Ten years ago on March 9, 2009, the Dow Jones Industrial Average (DJIA) hit its low point of the financial meltdown at 6,507. Ten years later on March 5, 2019, it closed again at 25,806. The questions now are: “What happened? Can it happen again? What should we do about it?”

What happened is that the market crashed over a six month period because of a lack of liquidity driven by a substantial number of bad investments by many banks pretty much powered by greed and peppered with a lot of immoral if not illegal activity, and just plain stupidity and a disregard of sound risk prevention actions.

It can happen again. What happened ten years ago in the market duplicated actions that have taken place throughout history and particularly mimics financial history with too many examples to even try to start to recite them here.

What we can do about it. Here is where you can be affected. What happened is meaningless right now except as a lesson to be more careful and more diversified and to make sure you have a safety net, i.e. rainy day fund, to fall back on, no matter what happens.

Some background: We tend to measure things at the extremes. Losses are measured from the highs. Gains are measured from the lows. The reality is that hardly anyone ever gets in at the absolute low or gets out at the absolute high, yet that is what determines how we feel. How we feel has nothing to do with how our investments are performing or how well we are protected from extreme changes.

Measuring performance needs a realistic starting and ending point, not arbitrary highs and lows. The purpose of the measurement also needs clarification. It is nice to keep track of things and to measure progress or growth, but for what purpose? If it is to determine how you should feel that would accomplish nothing that can affect you tangibly unless those feelings make you physically sick or can move you out of some doldrums. If the purpose is to measure progress toward attaining goals then we need to make sure we are measuring the right things. For instance, are you measuring the change in the value of your assets and for what purpose, or the sustainability and growth of the cash flow from those assets?

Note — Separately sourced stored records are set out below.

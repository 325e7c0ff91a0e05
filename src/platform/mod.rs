// KioskLog - platform/mod.rs
//
// Platform abstraction layer: config location, file helpers, zip access.
// Dependencies: standard library, directories, toml, zip.
// Must NOT depend on: app.

pub mod archive;
pub mod config;
pub mod fs;
// KioskLog - platform/config.rs
//
// Platform-specific configuration directory resolution and config.toml
// loading with startup validation.
//
// Uses the `directories` crate for XDG (Linux), AppData (Windows),
// Library (macOS) compliance.

use crate::core::filter::{self, DateRange};
use crate::core::model::{ReportFormat, SessionScope};
use crate::core::patterns::RoleAssignment;
use crate::util::constants;
use crate::util::error::ConfigError;
use directories::ProjectDirs;
use serde::{Deserialize, Serialize};
use std::path::{Path, PathBuf};

/// Resolved platform paths for KioskLog configuration.
#[derive(Debug, Clone)]
pub struct PlatformPaths {
    /// Configuration directory (e.g. ~/.config/kiosklog/ or %APPDATA%\KioskLog\config\)
    pub config_dir: PathBuf,

    /// Default location of config.toml.
    pub config_file: PathBuf,

    /// Default location of the persisted pattern table.
    pub patterns_file: PathBuf,
}

impl PlatformPaths {
    /// Resolve platform-appropriate paths.
    ///
    /// Falls back to the current directory if platform dirs cannot be determined.
    pub fn resolve() -> Self {
        let config_dir = match ProjectDirs::from("", "", constants::APP_ID) {
            Some(proj_dirs) => proj_dirs.config_dir().to_path_buf(),
            None => {
                tracing::warn!("Could not determine platform directories, using current directory");
                PathBuf::from(".")
            }
        };
        let paths = Self::in_dir(config_dir);
        tracing::debug!(
            config = %paths.config_file.display(),
            patterns = %paths.patterns_file.display(),
            "Platform paths resolved"
        );
        paths
    }

    /// Paths rooted at an explicit configuration directory.
    pub fn in_dir(config_dir: PathBuf) -> Self {
        Self {
            config_file: config_dir.join(constants::CONFIG_FILE_NAME),
            patterns_file: config_dir.join(constants::PATTERNS_FILE_NAME),
            config_dir,
        }
    }
}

There is a reality with investing. That reality is the benefits that can be derived from the investments. If investing to acquire enough to buy a bigger house, a vacation place, go into a business, take off a year from work, or fund a child’s education, there are specific time-based goals where the accumulation of a fixed amount of assets is important, and that becomes the goal, and the measurement is important. If the purpose of investing is to be able to have sufficient cash flow to maintain a particular lifestyle for the rest of your and your spouse’s life’s, then that should be your goal. However, in that case, the goal should be cash flow instead of asset accumulation. There is a difference in investing for cash flow rather than asset growth and that should determine how you should look at your investments, and when and at what measuring points.

A definite measuring point is always “today.” However, tomorrow is also important because regardless of why you are investing, there is a goal set in the future. The way to measure is not from a point to another point, but from where you started to where you want to end up; and the ending up is usually at a distant point. So, what you need to ask yourself is whether you are still on target to attain your goals. If your goal is asset growth then review the sudden dips to determine if the underlying fundamentals have changed that will pull you off of your goal. If the goal is sustainable cash flow at a later time, then determine if the current drops in stock values will result in changes in the dividends those companies are paying and whether the drops indicate a change in the paradigm of your investment plan.

I know it is hard to ignore drops in stock prices, but drops are normal, just that over a long period of time the drops hopefully will be fewer than the ups and the overall plan will be sustainable with the needed asset growth or cash flow.